WELLINGTON (Reuters) -- New Zealand's gross domestic product (GDP) fell 1.6% in the March quarter, the largest drop in 29 years and the first quarterly fall since the December 2010, as the initial effects of COVID-19 restrictions sapped economic activity.
The contraction was worse than forecasts of economists polled by Reuters who had expected the economy to contract 1.0% in the March quarter from the previous three month period.
"The 1.6% fall surpassed quarterly falls during the global financial crisis in the late 2000s," national accounts senior manager Paul Pascoe said.
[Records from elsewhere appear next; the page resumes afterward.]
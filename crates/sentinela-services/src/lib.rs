//! Sentinela Services Layer
//!
//! Stage implementations and external collaborators used by the worker:
//! the antivirus scan gateways, the sandboxed ZIP extractor, the optional
//! semantic risk enrichment client and the sinks that receive finished
//! detection reports.

pub mod archive;
pub mod enrichment;
pub mod scanner;
pub mod sink;

pub use archive::{ArchiveExtractor, ExtractionError};
#[cfg(feature = "enrichment")]
pub use enrichment::HttpRiskEnricher;
pub use enrichment::RiskEnricher;
#[cfg(feature = "clamd")]
pub use scanner::ClamdScanGateway;
pub use scanner::{ProcessScanGateway, ScanError, VirusScanner};
pub use sink::{DetectionSink, JsonFileSink, NoopSink};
It was the largest quarterly fall since the 2.4% decline in the March 1991 quarter.
Annual production-based GDP fell 0.2% compared to a 0.3% rise forecast in the Reuters poll. Economists have warned the data may not fully capture the extent of economic impact due to COIVD-19, as a lockdown to limit the spread of the coronavirus was only enforced by the end of the first quarter.
"With only one week of New Zealand's lockdown falling in Q1, we expect things to get much worse in Q2," said Ben Udy, economist at Capital Economics.
New Zealand is among a handful of countries that has emerged out of the coronavirus pandemic, largely due to its strict lockdown that forced almost everyone to stay at home and all but essential businesses to shut.
All restrictions, except border controls, were lifted last week, but the tough measures brought the economy to a standstill for weeks.
The New Zealand dollar had little reaction to the data, and was down 0.1% at $0.6449.
Service industries contributed the most to the drop in activity, while the construction industry and household consumption expenditure also fell.
The Reserve Bank of New Zealand (RBNZ) is widely expected to hold interest rates at its meeting on June 24, as it continues with its NZ$60 billion ($39 billion) quantitative easing (QE) programme to stimulate the economy.